____ INPUT

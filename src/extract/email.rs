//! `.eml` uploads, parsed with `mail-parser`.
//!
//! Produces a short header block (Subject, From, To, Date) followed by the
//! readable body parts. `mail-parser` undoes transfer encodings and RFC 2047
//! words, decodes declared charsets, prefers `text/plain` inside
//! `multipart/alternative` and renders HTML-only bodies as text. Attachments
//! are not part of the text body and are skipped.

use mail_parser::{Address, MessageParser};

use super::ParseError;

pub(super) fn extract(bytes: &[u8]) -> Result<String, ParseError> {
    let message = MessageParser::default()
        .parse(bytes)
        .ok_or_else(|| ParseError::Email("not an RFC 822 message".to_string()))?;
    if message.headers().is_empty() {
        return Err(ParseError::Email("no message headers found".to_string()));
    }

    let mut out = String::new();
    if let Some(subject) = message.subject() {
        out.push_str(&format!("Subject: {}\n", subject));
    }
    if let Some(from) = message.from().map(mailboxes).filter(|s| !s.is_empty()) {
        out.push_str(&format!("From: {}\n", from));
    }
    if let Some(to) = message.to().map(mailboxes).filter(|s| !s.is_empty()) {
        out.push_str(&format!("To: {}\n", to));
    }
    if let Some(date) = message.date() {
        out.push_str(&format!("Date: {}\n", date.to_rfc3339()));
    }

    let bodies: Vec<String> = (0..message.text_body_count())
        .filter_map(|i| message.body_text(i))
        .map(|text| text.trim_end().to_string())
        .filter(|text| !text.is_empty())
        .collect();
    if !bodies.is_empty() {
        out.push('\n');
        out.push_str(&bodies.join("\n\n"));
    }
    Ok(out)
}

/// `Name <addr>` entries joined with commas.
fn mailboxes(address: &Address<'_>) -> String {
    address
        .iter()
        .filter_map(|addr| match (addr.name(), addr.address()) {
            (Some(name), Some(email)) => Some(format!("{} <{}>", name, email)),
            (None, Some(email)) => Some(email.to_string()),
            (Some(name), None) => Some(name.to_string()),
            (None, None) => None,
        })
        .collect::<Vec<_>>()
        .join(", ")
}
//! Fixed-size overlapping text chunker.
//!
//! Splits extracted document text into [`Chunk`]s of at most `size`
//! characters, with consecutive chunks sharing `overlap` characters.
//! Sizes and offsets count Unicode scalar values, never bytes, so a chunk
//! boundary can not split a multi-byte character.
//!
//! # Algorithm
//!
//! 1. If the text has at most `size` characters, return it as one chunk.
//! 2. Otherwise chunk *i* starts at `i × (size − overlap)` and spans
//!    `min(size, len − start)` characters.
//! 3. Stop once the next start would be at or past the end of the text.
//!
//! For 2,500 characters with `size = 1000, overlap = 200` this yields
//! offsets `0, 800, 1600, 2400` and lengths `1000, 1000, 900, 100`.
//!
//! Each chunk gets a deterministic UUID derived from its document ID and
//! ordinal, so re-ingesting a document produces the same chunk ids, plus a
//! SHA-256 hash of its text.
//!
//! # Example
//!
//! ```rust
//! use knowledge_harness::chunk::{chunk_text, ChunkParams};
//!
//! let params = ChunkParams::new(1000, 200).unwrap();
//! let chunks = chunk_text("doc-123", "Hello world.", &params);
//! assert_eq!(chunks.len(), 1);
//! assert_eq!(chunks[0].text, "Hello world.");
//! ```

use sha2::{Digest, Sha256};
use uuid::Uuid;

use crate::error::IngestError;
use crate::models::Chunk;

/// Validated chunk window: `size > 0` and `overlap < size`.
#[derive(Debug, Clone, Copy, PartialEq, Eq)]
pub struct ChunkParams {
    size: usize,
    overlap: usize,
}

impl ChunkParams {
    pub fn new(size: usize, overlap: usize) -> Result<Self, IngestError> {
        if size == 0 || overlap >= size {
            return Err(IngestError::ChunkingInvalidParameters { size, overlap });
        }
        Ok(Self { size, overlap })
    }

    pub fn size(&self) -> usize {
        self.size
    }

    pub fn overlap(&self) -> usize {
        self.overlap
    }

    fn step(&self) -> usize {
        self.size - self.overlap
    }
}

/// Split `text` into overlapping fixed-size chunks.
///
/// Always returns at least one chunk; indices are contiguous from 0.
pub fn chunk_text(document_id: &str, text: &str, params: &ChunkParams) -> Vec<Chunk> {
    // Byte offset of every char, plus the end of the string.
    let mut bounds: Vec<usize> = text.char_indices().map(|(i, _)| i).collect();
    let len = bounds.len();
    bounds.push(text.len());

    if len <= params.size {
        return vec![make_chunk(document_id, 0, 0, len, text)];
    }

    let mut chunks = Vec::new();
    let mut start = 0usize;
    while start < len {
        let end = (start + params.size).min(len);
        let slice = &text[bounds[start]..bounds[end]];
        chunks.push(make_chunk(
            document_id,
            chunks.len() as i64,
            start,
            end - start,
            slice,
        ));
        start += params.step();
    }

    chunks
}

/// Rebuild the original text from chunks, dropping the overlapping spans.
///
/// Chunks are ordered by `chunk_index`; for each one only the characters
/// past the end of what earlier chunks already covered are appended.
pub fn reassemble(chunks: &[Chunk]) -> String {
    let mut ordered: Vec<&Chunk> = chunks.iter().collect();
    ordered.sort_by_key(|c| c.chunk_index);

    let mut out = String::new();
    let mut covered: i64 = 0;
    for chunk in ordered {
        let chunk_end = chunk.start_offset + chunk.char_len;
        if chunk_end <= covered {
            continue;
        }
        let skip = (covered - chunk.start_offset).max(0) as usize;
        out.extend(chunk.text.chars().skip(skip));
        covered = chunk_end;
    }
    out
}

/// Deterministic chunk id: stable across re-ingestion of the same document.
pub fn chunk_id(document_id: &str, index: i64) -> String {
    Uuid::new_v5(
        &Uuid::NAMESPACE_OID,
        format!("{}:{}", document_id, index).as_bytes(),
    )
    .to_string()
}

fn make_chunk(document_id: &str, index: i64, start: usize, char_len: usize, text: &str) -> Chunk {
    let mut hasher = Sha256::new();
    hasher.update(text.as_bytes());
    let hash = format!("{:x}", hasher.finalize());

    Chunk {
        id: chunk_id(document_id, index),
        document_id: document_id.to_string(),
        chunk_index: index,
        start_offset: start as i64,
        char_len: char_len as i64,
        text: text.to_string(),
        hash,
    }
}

________
____ INPUT

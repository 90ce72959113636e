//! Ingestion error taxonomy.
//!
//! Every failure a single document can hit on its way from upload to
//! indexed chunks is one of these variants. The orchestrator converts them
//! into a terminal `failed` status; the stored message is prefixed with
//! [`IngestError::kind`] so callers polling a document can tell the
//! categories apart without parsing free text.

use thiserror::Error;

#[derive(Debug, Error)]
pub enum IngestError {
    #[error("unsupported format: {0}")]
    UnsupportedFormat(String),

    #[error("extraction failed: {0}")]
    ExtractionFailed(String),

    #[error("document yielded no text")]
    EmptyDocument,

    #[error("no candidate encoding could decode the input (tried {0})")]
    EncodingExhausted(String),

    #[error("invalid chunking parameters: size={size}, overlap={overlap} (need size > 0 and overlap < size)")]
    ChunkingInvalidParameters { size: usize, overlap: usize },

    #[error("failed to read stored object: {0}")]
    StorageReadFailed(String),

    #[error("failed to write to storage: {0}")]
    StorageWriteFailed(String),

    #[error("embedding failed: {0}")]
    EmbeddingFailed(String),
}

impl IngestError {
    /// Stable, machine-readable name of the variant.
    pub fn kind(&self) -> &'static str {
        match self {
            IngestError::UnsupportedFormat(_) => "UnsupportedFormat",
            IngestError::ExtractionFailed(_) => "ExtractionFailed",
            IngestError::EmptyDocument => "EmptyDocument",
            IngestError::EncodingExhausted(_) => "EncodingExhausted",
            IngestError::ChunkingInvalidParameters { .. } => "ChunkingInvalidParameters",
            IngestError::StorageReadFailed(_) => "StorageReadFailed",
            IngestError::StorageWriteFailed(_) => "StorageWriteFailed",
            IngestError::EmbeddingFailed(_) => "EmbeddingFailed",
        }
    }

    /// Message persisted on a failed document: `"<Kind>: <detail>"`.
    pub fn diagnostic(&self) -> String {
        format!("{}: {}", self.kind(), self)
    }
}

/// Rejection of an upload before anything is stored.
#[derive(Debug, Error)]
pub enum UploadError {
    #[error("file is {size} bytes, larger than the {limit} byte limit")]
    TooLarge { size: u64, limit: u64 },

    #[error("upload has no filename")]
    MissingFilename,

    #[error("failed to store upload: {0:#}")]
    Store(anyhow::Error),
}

________

WHAT YOU WILL DO: Show each line of the material where the word "ChunkParams" occurs.

EXPECTED ANSWER:
//! use knowledge_harness::chunk::{chunk_text, ChunkParams};
//! let params = ChunkParams::new(1000, 200).unwrap();
pub struct ChunkParams {
impl ChunkParams {
pub fn chunk_text(document_id: &str, text: &str, params: &ChunkParams) -> Vec<Chunk> {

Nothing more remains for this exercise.